Cash prices lost the support they had been deriving from strong energy futures Tuesday, and a near-total lack of cooling load in northern market areas appeared to be finally bringing a three-day upward run to a halt. Flat numbers dominated trading, with few points outside the San Juan/Rockies market varying by more than a nickel up or down from unchanged.

Following Monday’s activity in which the natural gas, crude oil and heating oil futures contracts all registered large advances, gas dipped a little more than a nickel Tuesday while the oil commodities were essentially flat. Another bearish factor cited by a couple of sources was expectations of the Energy Information Administration reporting a 100 Bcf-plus storage injection Thursday.

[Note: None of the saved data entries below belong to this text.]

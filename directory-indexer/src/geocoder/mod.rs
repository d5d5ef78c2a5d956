//! Address to coordinate lookup.

use async_trait::async_trait;

use crate::errors::GeocodeError;

mod mapbox;

pub use mapbox::{MapboxGeocoder, DEFAULT_GEOCODER_BASE_URL};

/// A latitude/longitude pair.
#[derive(Debug, Clone, Copy, PartialEq)]
pub struct Coordinates {
    pub lat: f64,
    pub lng: f64,
}

/// Forward geocoding of a free-text address.
#[async_trait]
pub trait Geocoder: Send + Sync {
    /// Resolve `query` to the coordinates of the best match.
    async fn geocode(&self, query: &str) -> Result<Coordinates, GeocodeError>;
}
//! Search index error types.
//!
//! This module defines the unified error type for all search index operations,
//! including both low-level backend errors and high-level application errors.

use thiserror::Error;

/// Unified errors from search index operations.
///
/// Used by the `SearchIndexProvider` trait and `SearchIndexService` for all search index
/// operations. Includes both low-level backend errors (connection, serialization, etc.)
/// and high-level application errors (validation, configuration).
#[derive(Debug, Clone, Error)]
pub enum SearchIndexError {
    /// Validation error (e.g., out-of-range query parameters).
    #[error("Validation error: {0}")]
    ValidationError(String),

    /// Missing or malformed connection settings.
    #[error("Configuration error: {0}")]
    ConfigError(String),

    /// Failed to reach the search engine.
    #[error("Connection error: {0}")]
    ConnectionError(String),

    /// Failed to retrieve or create the collection.
    #[error("Collection error: {0}")]
    CollectionError(String),

    /// Bulk import request failed as a whole.
    #[error("Import error: {0}")]
    ImportError(String),

    /// Search request failed.
    #[error("Search error: {0}")]
    SearchError(String),

    /// Failed to parse response from the search engine.
    #[error("Parse error: {0}")]
    ParseError(String),

    /// Failed to serialize data for the search engine.
    #[error("Serialization error: {0}")]
    SerializationError(String),

    /// Unknown error.
    #[error("Unknown error: {0}")]
    Unknown(String),
}

impl SearchIndexError {
    /// Create a validation error.
    pub fn validation(msg: impl Into<String>) -> Self {
        Self::ValidationError(msg.into())
    }

    /// Create a configuration error.
    pub fn config(msg: impl Into<String>) -> Self {
        Self::ConfigError(msg.into())
    }

    /// Create a connection error.
    pub fn connection(msg: impl Into<String>) -> Self {
        Self::ConnectionError(msg.into())
    }

    /// Create a collection error.
    pub fn collection(msg: impl Into<String>) -> Self {
        Self::CollectionError(msg.into())
    }

    /// Create an import error.
    pub fn import(msg: impl Into<String>) -> Self {
        Self::ImportError(msg.into())
    }

    /// Create a search error.
    pub fn search(msg: impl Into<String>) -> Self {
        Self::SearchError(msg.into())
    }

    /// Create a parse error.
    pub fn parse(msg: impl Into<String>) -> Self {
        Self::ParseError(msg.into())
    }

    /// Create a serialization error.
    pub fn serialization(msg: impl Into<String>) -> Self {
        Self::SerializationError(msg.into())
    }

    /// Create an unknown error.
    pub fn unknown(msg: impl Into<String>) -> Self {
        Self::Unknown(msg.into())
    }

    /// True for errors caused by the caller's input rather than the backend.
    pub fn is_validation(&self) -> bool {
        matches!(self, Self::ValidationError(_))
    }
}

impl From<reqwest::Error> for SearchIndexError {
    fn from(e: reqwest::Error) -> Self {
        if e.is_decode() {
            Self::parse(e.to_string())
        } else {
            Self::connection(e.to_string())
        }
    }
}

The West continued to monopolize hot-weather demand, and even that region, where most of Tuesday’s softness was concentrated, is due for a bit of cooling off. Meanwhile, much of the South outside of Texas and the area along the Gulf Coast remains unseasonably mild thanks to a recent spate of cooling heavy thunderstorms. And the Midwest/Northeast market areas seem to be permanently trapped in a movie production titled “The Winter That Wouldn’t Die.”

“We had to buy intraday gas [Tuesday] because of the cold weather,” which was in the 40s and 50s Monday night, said a Midwest utility buyer who moved to the region from the South earlier this year. “My husband and I keep asking ourselves: ‘When’s it going to be summer here?'” There’s still no sign of when weather is going to turn more “summerish” in the Midwest, she said, adding, “Of course, even when it does get hot here, it won’t have as much impact on power generation load as [it does] in the South.”

Despite numbers leveling off from an upward incline, a Northeast trader doesn’t see any looming crash. Instead, prices look to be “kind of range-bound for a while now,” he said. “I don’t see anything to push the market big in any direction.” Maybe a super-big or super-small storage injection report or a Gulf of Mexico hurricane might do it, but those prospects are pretty iffy at this point, he said. In addition, there are no significant changes from mild Northeast weather on the horizon. The trader noted that moving gas from South Texas to the market area has been economical at times and not economical at other times in the last month or so, but “it’s been very difficult to cover the variable costs” from Louisiana supply sources to the citygate lately.

Most of Tuesday’s larger declines of up to a quarter or so occurred in San Juan Basin and on a few Rockies pipes. It appeared those points might be strong enough at first to join the overall market as mostly flat, a marketer said, “but then they got a dose of ‘California-itis’ when power prices dropped 10 bucks there.” Also, the Rockies is losing much of the cooling load that it had shared recently with the desert Southwest and inland California. A cool front moving into Colorado was taking Denver-area temperatures down to the 50s from what had been 80-degree highs, the marketer said. In addition, much of the West is due to cool off a bit later this week, he added.

Although the utility did not issue an OFO, a bulletin board projection of over-maximum linepack later this week helped depress PG&E citygates by about a dime.

June has commenced with a general absence of heat in the central or eastern U.S., according to an advisory from consulting firm Weather 2000. “Other than fluctuations flirting with seasonable temperatures, [a] cool/temperate mild regime continues for [the] eastern half of the nation. The very cool, raw days (often from closed lows), will give the perception of moderation, but sustained heat (especially during the daytime), should be confined well to the west of the Mississippi River. Central locales will take their turn experiencing some of the coolest anomalies as air masses pour down from Canada, while the Mid-Atlantic gets a little break with some more early-June-like weather.”

Citigroup analyst Kyle Cooper observed that at this time storage injections “must average 116% of the five-year average to reach 2,800 Bcf. That level is still considered relatively low if the winter is cold, and price spikes in November or December could be quite severe if early cold encompasses major population centers. However, considering the recent bearish temperature-adjusted storage changes, mild weather could also lead to significant price declines.”